TASK STATEMENT:
Only the lines that include "number" should be copied from the data below.

:: DATA TO USE ::

use super::camera_utils::{Camera, CameraMovement};
use crate::config::{CameraConfig, ConfigError};
use cgmath::*;

#[rustfmt::skip]
pub const OPENGL_TO_WGPU_MATRIX: cgmath::Matrix4<f32> = cgmath::Matrix4::new(
    1.0, 0.0, 0.0, 0.0,
    0.0, 1.0, 0.0, 0.0,
    0.0, 0.0, 0.5, 0.5,
    0.0, 0.0, 0.0, 1.0,
);

/// Pitch is kept strictly inside this many degrees of straight up/down.
pub const PITCH_LIMIT: f32 = 89.0;
pub const MIN_FOV: f32 = 1.0;
pub const MAX_FOV: f32 = 120.0;

/// First-person camera driven by yaw/pitch angles in degrees.
///
/// The forward/right/up basis is recomputed whenever yaw or pitch change;
/// the view and projection matrices are always derived from current state.
#[derive(Debug, Clone, Copy)]
pub struct FpsCamera {
    pub position: Vector3<f32>,
    yaw: f32,
    pitch: f32,
    fov: f32,
    aspect: f32,
    znear: f32,
    zfar: f32,
    world_up: Vector3<f32>,
    front: Vector3<f32>,
    right: Vector3<f32>,
    up: Vector3<f32>,
}

impl Camera for FpsCamera {
    fn build_view_projection_matrix(&self) -> Matrix4<f32> {
        self.projection_matrix() * self.view_matrix()
    }
}

impl Default for FpsCamera {
    fn default() -> Self {
        Self::from_config(&CameraConfig::default(), 16.0 / 9.0)
    }
}

impl FpsCamera {
    pub fn new(position: Vector3<f32>, yaw: f32, pitch: f32, aspect: f32) -> Self {
        let mut camera = Self {
            position,
            yaw: 0.0,
            pitch: 0.0,
            fov: 45.0,
            aspect,
            znear: 0.1,
            zfar: 100.0,
            world_up: Vector3::unit_y(),
            front: -Vector3::unit_z(), // Will be recalculated in `update_vectors()`.
            right: Vector3::unit_x(),
            up: Vector3::unit_y(),
        };
        camera.set_orientation(yaw, pitch);
        camera
    }

    /// Builds a camera from the initial pose in `config`.
    ///
    /// Field of view is clamped to [`MIN_FOV`, `MAX_FOV`]; clip planes are
    /// taken as given, so validate the config first.
    pub fn from_config(config: &CameraConfig, aspect: f32) -> Self {
        let mut camera = Self::new(
            Vector3::from(config.position),
            config.yaw,
            config.pitch,
            aspect,
        );
        camera.set_fov(config.fov);
        camera.znear = config.near;
        camera.zfar = config.far;
        camera
    }

    pub fn yaw(&self) -> f32 {
        self.yaw
    }

    pub fn pitch(&self) -> f32 {
        self.pitch
    }

    pub fn fov(&self) -> f32 {
        self.fov
    }

    pub fn aspect(&self) -> f32 {
        self.aspect
    }

    pub fn clip_planes(&self) -> (f32, f32) {
        (self.znear, self.zfar)
    }

    pub fn front(&self) -> Vector3<f32> {
        self.front
    }

    pub fn right(&self) -> Vector3<f32> {
        self.right
    }

    pub fn up(&self) -> Vector3<f32> {
        self.up
    }

    /// Moves along the camera's local axes, scaled by frame time.
    pub fn process_movement(&mut self, direction: CameraMovement, delta_time: f32, speed: f32) {
        let velocity = speed * delta_time;
        match direction {
            CameraMovement::Forward => self.position += self.front * velocity,
            CameraMovement::Backward => self.position -= self.front * velocity,
            CameraMovement::Left => self.position -= self.right * velocity,
            CameraMovement::Right => self.position += self.right * velocity,
            CameraMovement::Up => self.position += self.up * velocity,
            CameraMovement::Down => self.position -= self.up * velocity,
        }
    }

    /// Adds scaled mouse deltas to yaw (wrapping) and pitch (clamped).
    pub fn process_look(&mut self, delta_x: f32, delta_y: f32, sensitivity: f32) {
        self.yaw = wrap_degrees(self.yaw + delta_x * sensitivity);
        self.pitch = (self.pitch + delta_y * sensitivity).clamp(-PITCH_LIMIT, PITCH_LIMIT);
        self.update_vectors();
    }

    /// Narrows the field of view for positive `delta` (scroll up).
    pub fn process_zoom(&mut self, delta: f32) {
        self.set_fov(self.fov - delta);
    }

    pub fn set_fov(&mut self, fov: f32) {
        self.fov = fov.clamp(MIN_FOV, MAX_FOV);
    }

    pub fn set_orientation(&mut self, yaw: f32, pitch: f32) {
        self.yaw = wrap_degrees(yaw);
        self.pitch = pitch.clamp(-PITCH_LIMIT, PITCH_LIMIT);
        self.update_vectors();
    }

    pub fn set_clip_planes(&mut self, znear: f32, zfar: f32) -> Result<(), ConfigError> {
        if !(znear > 0.0) || !(zfar > znear) {
            return Err(ConfigError::InvalidClipPlanes {
                near: znear,
                far: zfar,
            });
        }
        self.znear = znear;
        self.zfar = zfar;
        Ok(())
    }

    /// Updates the aspect ratio after a viewport resize.
    pub fn set_aspect_ratio(&mut self, width: u32, height: u32) {
        let height = height.max(1); // Prevent division by zero
        self.aspect = width as f32 / height as f32;
    }

    pub fn view_matrix(&self) -> Matrix4<f32> {
        let eye = Point3::from_vec(self.position);
        let target = Point3::from_vec(self.position + self.front);
        Matrix4::look_at_rh(eye, target, self.up)
    }

    pub fn projection_matrix(&self) -> Matrix4<f32> {
        OPENGL_TO_WGPU_MATRIX * perspective(Deg(self.fov), self.aspect, self.znear, self.zfar)
    }

    fn update_vectors(&mut self) {
        let (yaw, pitch) = (self.yaw.to_radians(), self.pitch.to_radians());
        self.front = Vector3::new(yaw.cos() * pitch.cos(), pitch.sin(), yaw.sin() * pitch.cos())
            .normalize();
        self.right = self.front.cross(self.world_up).normalize();
        self.up = self.right.cross(self.front).normalize();
    }
}

/// Wraps an angle in degrees into [-180, 180).
fn wrap_degrees(degrees: f32) -> f32 {
    (degrees + 180.0).rem_euclid(360.0) - 180.0
}
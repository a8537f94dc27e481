//! Application configuration
//!
//! [`AppConfig`] gathers every tunable of the viewer: window, frame pacing,
//! initial camera pose, input sensitivities and the scene light. All values
//! have defaults; [`AppConfig::validate`] checks the invariants the render
//! loop relies on before any window is created.

use thiserror::Error;

use crate::{
    gfx::resources::global_bindings::Light, logging::LoggingConfig, performance::frame_interval,
};

#[derive(Debug, Error, Clone, PartialEq)]
pub enum ConfigError {
    #[error("target fps must be a finite non-negative number, got {0}")]
    InvalidTargetFps(f32),
    #[error("window size must be non-zero, got {width}x{height}")]
    InvalidWindowSize { width: u32, height: u32 },
    #[error("clip planes need 0 < near < far, got near={near} far={far}")]
    InvalidClipPlanes { near: f32, far: f32 },
    #[error("{name} must be a finite non-negative number, got {value}")]
    InvalidSetting { name: &'static str, value: f32 },
}

#[derive(Debug, Clone, PartialEq)]
pub struct WindowConfig {
    pub title: String,
    pub width: u32,
    pub height: u32,
}

impl Default for WindowConfig {
    fn default() -> Self {
        Self {
            title: "3D Model Viewer".to_string(),
            width: 1024,
            height: 768,
        }
    }
}

/// Initial camera pose and projection.
#[derive(Debug, Clone, Copy, PartialEq)]
pub struct CameraConfig {
    pub position: [f32; 3],
    /// Degrees; -90 looks down the negative Z axis.
    pub yaw: f32,
    /// Degrees, clamped to (-89, 89) by the camera.
    pub pitch: f32,
    /// Vertical field of view in degrees.
    pub fov: f32,
    pub near: f32,
    pub far: f32,
}

impl Default for CameraConfig {
    fn default() -> Self {
        Self {
            position: [0.0, 0.0, 3.0],
            yaw: -90.0,
            pitch: 0.0,
            fov: 45.0,
            near: 0.1,
            far: 100.0,
        }
    }
}

#[derive(Debug, Clone)]
pub struct AppConfig {
    pub window: WindowConfig,
    /// Frames per second to pace to; 0 renders as fast as possible.
    pub target_fps: f32,
    pub camera: CameraConfig,
    /// World units per second.
    pub movement_speed: f32,
    /// Degrees of rotation per unit of mouse motion.
    pub mouse_sensitivity: f32,
    /// Speed multiplier while Shift is held.
    pub boost_multiplier: f32,
    /// Degrees of field of view per scroll line.
    pub zoom_speed: f32,
    pub light: Light,
    pub clear_color: [f32; 3],
    pub logging: LoggingConfig,
}

impl Default for AppConfig {
    fn default() -> Self {
        Self {
            window: WindowConfig::default(),
            target_fps: 60.0,
            camera: CameraConfig::default(),
            movement_speed: 2.5,
            mouse_sensitivity: 0.1,
            boost_multiplier: 1.5,
            zoom_speed: 1.0,
            light: Light::default(),
            clear_color: [0.1, 0.1, 0.1],
            logging: LoggingConfig::default(),
        }
    }
}

impl AppConfig {
    /// Builder: set window title and size
    pub fn with_window(mut self, title: &str, width: u32, height: u32) -> Self {
        self.window = WindowConfig {
            title: title.to_string(),
            width,
            height,
        };
        self
    }

    /// Builder: set the frame rate target (0 = unlimited)
    pub fn with_target_fps(mut self, target_fps: f32) -> Self {
        self.target_fps = target_fps;
        self
    }

    /// Builder: set the initial camera position and orientation
    pub fn with_camera_pose(mut self, position: [f32; 3], yaw: f32, pitch: f32) -> Self {
        self.camera.position = position;
        self.camera.yaw = yaw;
        self.camera.pitch = pitch;
        self
    }

    /// Builder: set the camera projection parameters
    pub fn with_projection(mut self, fov: f32, near: f32, far: f32) -> Self {
        self.camera.fov = fov;
        self.camera.near = near;
        self.camera.far = far;
        self
    }

    /// Builder: set movement speed and mouse sensitivity
    pub fn with_controls(mut self, movement_speed: f32, mouse_sensitivity: f32) -> Self {
        self.movement_speed = movement_speed;
        self.mouse_sensitivity = mouse_sensitivity;
        self
    }

    /// Builder: set the scene light
    pub fn with_light(mut self, light: Light) -> Self {
        self.light = light;
        self
    }

    /// Builder: set the logger filter
    pub fn with_log_filter(mut self, filter: &str) -> Self {
        self.logging.env_filter = Some(filter.to_string());
        self
    }

    pub fn validate(&self) -> Result<(), ConfigError> {
        let fps = self.target_fps;
        if !fps.is_finite() || fps < 0.0 || (fps > 0.0 && frame_interval(fps).is_none()) {
            return Err(ConfigError::InvalidTargetFps(fps));
        }

        if self.window.width == 0 || self.window.height == 0 {
            return Err(ConfigError::InvalidWindowSize {
                width: self.window.width,
                height: self.window.height,
            });
        }

        let (near, far) = (self.camera.near, self.camera.far);
        if !(near > 0.0) || !(far > near) || !far.is_finite() {
            return Err(ConfigError::InvalidClipPlanes { near, far });
        }

        let settings = [
            ("movement_speed", self.movement_speed),
            ("mouse_sensitivity", self.mouse_sensitivity),
            ("boost_multiplier", self.boost_multiplier),
            ("zoom_speed", self.zoom_speed),
        ];
        for (name, value) in settings {
            if !value.is_finite() || value < 0.0 {
                return Err(ConfigError::InvalidSetting { name, value });
            }
        }

        Ok(())
    }
}

#[cfg(test)]
mod tests {
    use super::*;

    #[test]
    fn test_defaults_are_valid() {
        assert!(AppConfig::default().validate().is_ok());
        assert!(AppConfig::default().with_target_fps(0.0).validate().is_ok());
    }

    #[test]
    fn test_invalid_values_are_rejected() {
        let config = AppConfig::default().with_target_fps(-1.0);
        assert_eq!(config.validate(), Err(ConfigError::InvalidTargetFps(-1.0)));

        let config = AppConfig::default().with_target_fps(f32::NAN);
        assert!(config.validate().is_err());

        let config = AppConfig::default().with_target_fps(1e-20);
        assert_eq!(config.validate(), Err(ConfigError::InvalidTargetFps(1e-20)));

        let config = AppConfig::default().with_window("x", 0, 600);
        assert!(matches!(
            config.validate(),
            Err(ConfigError::InvalidWindowSize { .. })
        ));

        let config = AppConfig::default().with_projection(45.0, 1.0, 1.0);
        assert!(matches!(
            config.validate(),
            Err(ConfigError::InvalidClipPlanes { .. })
        ));

        let config = AppConfig::default().with_controls(-2.0, 0.1);
        assert!(matches!(
            config.validate(),
            Err(ConfigError::InvalidSetting {
                name: "movement_speed",
                ..
            })
        ));
    }
}
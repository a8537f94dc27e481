//! CPU reference of the Phong fragment shader.
//!
//! Mirrors `phong_frag.wgsl` term for term so the lighting model can be checked
//! without a GPU.

use cgmath::{InnerSpace, Vector3};

use crate::gfx::resources::{global_bindings::Light, material::Material};

/// Interpolated inputs of one fragment, in world space.
#[derive(Debug, Clone, Copy)]
pub struct Fragment {
    pub position: Vector3<f32>,
    pub normal: Vector3<f32>,
    pub vertex_color: [f32; 3],
    pub tex_coords: [f32; 2],
}

/// Shades one fragment: ambient + Lambert diffuse + Phong specular.
///
/// The base color is the material's texture sampled at `tex_coords`, or the
/// vertex color for vertex-colored materials. It scales the ambient and
/// diffuse terms; specular is untinted.
pub fn shade(material: &Material, light: &Light, view_pos: Vector3<f32>, fragment: &Fragment) -> [f32; 3] {
    let base = match material.texture() {
        Some(texture) => texture.sample(fragment.tex_coords),
        None => fragment.vertex_color,
    };

    let normal = fragment.normal.normalize();
    let light_dir = (Vector3::from(light.position) - fragment.position).normalize();
    let diff = normal.dot(light_dir).max(0.0);

    let view_dir = (view_pos - fragment.position).normalize();
    let reflect_dir = reflect(-light_dir, normal);
    let spec = view_dir.dot(reflect_dir).max(0.0).powf(material.shininess());

    let mut color = [0.0; 3];
    for i in 0..3 {
        let ambient = light.ambient[i] * material.ambient[i] * base[i];
        let diffuse = light.diffuse[i] * diff * material.diffuse[i] * base[i];
        let specular = light.specular[i] * spec * material.specular[i];
        color[i] = ambient + diffuse + specular;
    }
    color
}

fn reflect(incident: Vector3<f32>, normal: Vector3<f32>) -> Vector3<f32> {
    incident - normal * (2.0 * normal.dot(incident))
}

:::

SOLUTION FOR THIS PROBLEM:
    #[error("target fps must be a finite non-negative number, got {0}")]
    #[error("{name} must be a finite non-negative number, got {value}")]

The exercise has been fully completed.